Data excerpts:
#[cfg(test)]
mod tests {
    use std::sync::{Arc, Mutex};

    use async_trait::async_trait;
    use tempfile::tempdir;

    use super::*;
    use crate::config::tests::sample_settings;
    use crate::credentials::ObjectStorageCredentials;
    use crate::vault::client::SealStatus;

    const ROOT_TOKEN: &str = "hvs.tswBMw2mcJv9cLkQ7cfsxDZg";
    const KEYS: [&str; 5] = [
        "4IwfRgraGxXvnBKTkW6hMt5S+pPWFnKG9WXYQJBCbDV4",
        "rLlg7MZnchlpz3NxRWMjj0joiH7qs++hLxHGefyQ4Rm7",
        "+ZzoQ4KYENet1D+qRZMmXuCCUmdKOjbCybjWeSM7PQtg",
        "qfaVNHwa1L1IllpYS8OY9xqQyhYbNGlHZ6pyOL2fBCtW",
        "ew4QyHy+YNGxWWjNIiN5RzfZ8+k92goN5D9+MmKX8y9k",
    ];

    fn text_transcript() -> String {
        let mut text = String::new();
        for (index, key) in KEYS.iter().enumerate() {
            text.push_str(&format!("Unseal Key {}: {key}\n", index + 1));
        }
        text.push_str(&format!("\nInitial Root Token: {ROOT_TOKEN}\n\nVault initialized with 5 key shares and a key threshold of 3.\n"));
        text
    }

    fn json_transcript() -> String {
        serde_json::json!({
            "keys": ["e08c1f", "acb960", "f99ce8", "a9f695", "7b0e10"],
            "keys_base64": KEYS,
            "root_token": ROOT_TOKEN,
        })
        .to_string()
    }

    type Log = Arc<Mutex<Vec<String>>>;

    #[derive(Clone, Copy)]
    enum InitFailure {
        Rejected(u16),
        ResponseLost,
    }

    struct StubVault {
        address: String,
        sealed: Mutex<bool>,
        token: Option<String>,
        init_failure: Option<InitFailure>,
        log: Log,
    }

    impl StubVault {
        fn new(address: &str, sealed: bool, log: &Log) -> Self {
            Self {
                address: address.to_string(),
                sealed: Mutex::new(sealed),
                token: None,
                init_failure: None,
                log: Arc::clone(log),
            }
        }

        fn failing_init(address: &str, failure: InitFailure, log: &Log) -> Self {
            Self {
                init_failure: Some(failure),
                ..Self::new(address, true, log)
            }
        }

        fn record(&self, call: String) {
            self.log.lock().expect("log").push(format!("{} {call}", self.address));
        }

        fn authorized(&self) -> Result<()> {
            if self.token.as_deref() != Some(ROOT_TOKEN) {
                anyhow::bail!("permission denied");
            }
            Ok(())
        }
    }

    #[async_trait]
    impl VaultApi for StubVault {
        fn address(&self) -> &str {
            &self.address
        }

        fn set_token(&mut self, token: String) {
            self.token = Some(token);
        }

        async fn init(&self, shares: u8, threshold: u8) -> Result<String> {
            self.record(format!("init {shares}/{threshold}"));
            match self.init_failure {
                None => Ok(json_transcript()),
                Some(InitFailure::Rejected(status)) => Err(Error::VaultStatus {
                    status,
                    body: "{\"errors\":[\"Vault is already initialized\"]}".to_string(),
                })
                .context("Vault request failed"),
                Some(InitFailure::ResponseLost) => {
                    Err(anyhow::anyhow!("error decoding response body: operation timed out"))
                }
            }
        }

        async fn seal_status(&self) -> Result<SealStatus> {
            Ok(SealStatus {
                sealed: *self.sealed.lock().expect("sealed"),
                t: Some(3),
                progress: None,
            })
        }

        async fn unseal(&self, key: &str) -> Result<SealStatus> {
            self.record(format!("unseal {key}"));
            *self.sealed.lock().expect("sealed") = false;
            self.seal_status().await
        }

        async fn enable_kv_v2(&self, mount: &str) -> Result<()> {
            self.authorized()?;
            self.record(format!("kv {mount}"));
            Ok(())
        }

        async fn write_policy(&self, name: &str, policy: &str) -> Result<()> {
            self.authorized()?;
            assert!(policy.contains("auth/token/create/nomad-cluster"));
            self.record(format!("policy {name}"));
            Ok(())
        }

        async fn create_orphan_token(&self, request: &TokenRequest) -> Result<String> {
            self.authorized()?;
            self.record(format!(
                "token {} {} {}",
                request.policies.join(","),
                request.period,
                request.renewable
            ));
            Ok(format!("hvs.nomad-{}", self.log.lock().expect("log").len()))
        }

        async fn write_token_role(&self, name: &str, role: &serde_json::Value) -> Result<()> {
            self.authorized()?;
            assert_eq!(role["token_period"], 259_200);
            self.record(format!("role {name}"));
            Ok(())
        }
    }

    fn fresh_secrets(layout: &Layout) -> Secrets {
        let secrets = Secrets::new(
            "a".to_string(),
            "b".to_string(),
            ObjectStorageCredentials {
                endpoint: "e".to_string(),
                access_key: "a".to_string(),
                secret_key: "s".to_string(),
            },
        );
        credentials::write(layout.base_dir(), &secrets).expect("write secrets");
        secrets
    }

    fn calls(log: &Log, needle: &str) -> Vec<String> {
        log.lock()
            .expect("log")
            .iter()
            .filter(|call| call.contains(needle))
            .cloned()
            .collect()
    }

    #[test]
    fn test_parse_text_transcript() {
        let transcript = parse_init_transcript(&text_transcript()).expect("parse");
        assert_eq!(transcript.root_token, ROOT_TOKEN);
        assert_eq!(transcript.unseal_keys, KEYS);
    }

    #[test]
    fn test_parse_json_transcript_prefers_base64_keys() {
        let transcript = parse_init_transcript(&json_transcript()).expect("parse");
        assert_eq!(transcript.root_token, ROOT_TOKEN);
        assert_eq!(transcript.unseal_keys, KEYS);
    }

    #[test]
    fn test_parse_transcript_without_root_token_is_parse_error() {
        let err = parse_init_transcript("Unseal Key 1: abc\n").expect_err("no root");
        assert!(matches!(err, Error::Parse { ref reason, .. } if reason == "no root token"));
        let err = parse_init_transcript("garbage").expect_err("no keys");
        assert!(matches!(err, Error::Parse { ref reason, .. } if reason == "no unseal keys"));
    }

    #[tokio::test]
    async fn test_first_run_initializes_unseals_and_provisions_token() {
        let dir = tempdir().expect("tempdir");
        let layout = Layout::new(dir.path());
        let mut secrets = fresh_secrets(&layout);
        let log = Log::default();
        let mut nodes = vec![
            StubVault::new("vault-0", true, &log),
            StubVault::new("vault-1", true, &log),
        ];

        let result = initialize_vault(&mut nodes, &mut secrets, &layout, &sample_settings())
            .await
            .expect("initialize");

        assert_eq!(result, VaultInitResult::Initialized);
        assert_eq!(calls(&log, "init"), vec!["vault-0 init 5/3"]);
        assert_eq!(calls(&log, "vault-0 unseal").len(), 5);
        assert_eq!(calls(&log, "vault-1 unseal").len(), 5);
        assert_eq!(calls(&log, "kv"), vec!["vault-0 kv secret"]);
        assert_eq!(calls(&log, "policy"), vec!["vault-0 policy nomad-server"]);
        assert_eq!(
            calls(&log, "token"),
            vec!["vault-0 token nomad-server 259200s true"]
        );
        assert_eq!(calls(&log, "role"), vec!["vault-0 role nomad-cluster"]);

        assert!(layout.vault_init_transcript().exists());
        assert!(!layout.vault_init_marker().exists());
        assert!(layout.base_dir().join("vault/token-role.json").exists());
        let stored = credentials::load(dir.path()).expect("load");
        assert_eq!(stored.vault.root_token.as_str(), ROOT_TOKEN);
        assert_eq!(stored.vault.unseal_keys, KEYS);
        assert!(!stored.vault.nomad_root_token.is_pending());
        assert_eq!(stored, secrets);
    }

    #[tokio::test]
    async fn test_rerun_unseals_only_sealed_hosts_and_refreshes_token() {
        let dir = tempdir().expect("tempdir");
        let layout = Layout::new(dir.path());
        let mut secrets = fresh_secrets(&layout);
        let settings = sample_settings();
        let log = Log::default();
        let mut nodes = vec![
            StubVault::new("vault-0", true, &log),
            StubVault::new("vault-1", true, &log),
        ];
        initialize_vault(&mut nodes, &mut secrets, &layout, &settings)
            .await
            .expect("first run");
        let first_token = secrets.vault.nomad_root_token.clone();

        let rerun_log = Log::default();
        let mut nodes = vec![
            StubVault::new("vault-0", false, &rerun_log),
            StubVault::new("vault-1", true, &rerun_log),
        ];
        let mut reloaded = credentials::load(dir.path()).expect("load");
        let result = initialize_vault(&mut nodes, &mut reloaded, &layout, &settings)
            .await
            .expect("second run");

        assert_eq!(result, VaultInitResult::Unsealed);
        assert!(calls(&rerun_log, "init").is_empty());
        assert!(calls(&rerun_log, "kv").is_empty());
        assert!(calls(&rerun_log, "vault-0 unseal").is_empty());
        assert_eq!(calls(&rerun_log, "vault-1 unseal").len(), KEYS.len());
        assert_eq!(calls(&rerun_log, "token").len(), 1);
        assert_ne!(reloaded.vault.nomad_root_token, first_token);
        assert_eq!(reloaded.vault.root_token.as_str(), ROOT_TOKEN);
    }

    #[tokio::test]
    async fn test_pending_root_token_is_recovered_from_text_transcript() {
        let dir = tempdir().expect("tempdir");
        let layout = Layout::new(dir.path());
        let mut secrets = fresh_secrets(&layout);
        fs_util::ensure_secrets_dir(&layout.vault_secrets_dir()).expect("dir");
        std::fs::write(layout.vault_init_transcript(), text_transcript()).expect("write");
        let log = Log::default();
        let mut nodes = vec![StubVault::new("vault-0", false, &log)];

        let result = initialize_vault(&mut nodes, &mut secrets, &layout, &sample_settings())
            .await
            .expect("initialize");

        assert_eq!(result, VaultInitResult::Unsealed);
        assert!(calls(&log, "init").is_empty());
        let stored = credentials::load(dir.path()).expect("load");
        assert_eq!(stored.vault.root_token.as_str(), ROOT_TOKEN);
        assert_eq!(stored.vault.unseal_keys.len(), 5);
    }

    #[tokio::test]
    async fn test_leftover_marker_without_transcript_is_interrupted_init() {
        let dir = tempdir().expect("tempdir");
        let layout = Layout::new(dir.path());
        let mut secrets = fresh_secrets(&layout);
        fs_util::ensure_secrets_dir(&layout.vault_secrets_dir()).expect("dir");
        std::fs::write(layout.vault_init_marker(), "").expect("marker");
        let log = Log::default();
        let mut nodes = vec![StubVault::new("vault-0", true, &log)];

        let err = initialize_vault(&mut nodes, &mut secrets, &layout, &sample_settings())
            .await
            .expect_err("interrupted");

        assert!(matches!(
            err.downcast_ref::<Error>(),
            Some(Error::InterruptedInit(path)) if *path == layout.vault_init_marker()
        ));
        assert!(log.lock().expect("log").is_empty());
    }

    #[tokio::test]
    async fn test_init_with_lost_response_keeps_marker() {
        let dir = tempdir().expect("tempdir");
        let layout = Layout::new(dir.path());
        let mut secrets = fresh_secrets(&layout);
        let settings = sample_settings();
        let log = Log::default();
        let mut nodes = vec![StubVault::failing_init("vault-0", InitFailure::ResponseLost, &log)];

        let err = initialize_vault(&mut nodes, &mut secrets, &layout, &settings)
            .await
            .expect_err("lost response");

        assert!(format!("{err:#}").contains("outcome unknown"));
        assert!(layout.vault_init_marker().exists());
        assert!(!layout.vault_init_transcript().exists());
        assert!(secrets.vault.root_token.is_pending());

        let rerun_log = Log::default();
        let mut nodes = vec![StubVault::new("vault-0", true, &rerun_log)];
        let err = initialize_vault(&mut nodes, &mut secrets, &layout, &settings)
            .await
            .expect_err("marker blocks rerun");
        assert!(matches!(
            err.downcast_ref::<Error>(),
            Some(Error::InterruptedInit(_))
        ));
        assert!(calls(&rerun_log, "init").is_empty());
    }

    #[tokio::test]
    async fn test_init_rejected_by_vault_releases_marker() {
        let dir = tempdir().expect("tempdir");
        let layout = Layout::new(dir.path());
        let mut secrets = fresh_secrets(&layout);
        let log = Log::default();
        let mut nodes = vec![StubVault::failing_init("vault-0", InitFailure::Rejected(400), &log)];

        let err = initialize_vault(&mut nodes, &mut secrets, &layout, &sample_settings())
            .await
            .expect_err("rejected");

        assert!(format!("{err:#}").contains("Vault initialization failed"));
        assert!(!layout.vault_init_marker().exists());
        assert_eq!(calls(&log, "init"), vec!["vault-0 init 5/3"]);
    }

    #[tokio::test]
    async fn test_init_server_error_keeps_marker() {
        let dir = tempdir().expect("tempdir");
        let layout = Layout::new(dir.path());
        let mut secrets = fresh_secrets(&layout);
        let log = Log::default();
        let mut nodes = vec![StubVault::failing_init("vault-0", InitFailure::Rejected(503), &log)];

        initialize_vault(&mut nodes, &mut secrets, &layout, &sample_settings())
            .await
            .expect_err("server error");

        assert!(layout.vault_init_marker().exists());
    }

    #[tokio::test]
    async fn test_no_vault_hosts_is_empty_group() {
        let dir = tempdir().expect("tempdir");
        let layout = Layout::new(dir.path());
        let mut secrets = fresh_secrets(&layout);
        let mut nodes: Vec<StubVault> = Vec::new();

        let err = initialize_vault(&mut nodes, &mut secrets, &layout, &sample_settings())
            .await
            .expect_err("no hosts");

        assert!(matches!(
            err.downcast_ref::<Error>(),
            Some(Error::EmptyGroup("vault_servers"))
        ));
    }
}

Work to be completed:
Among the lines above, some may hold the string "role". State how many, giving the number alone.

Exercise solution:
5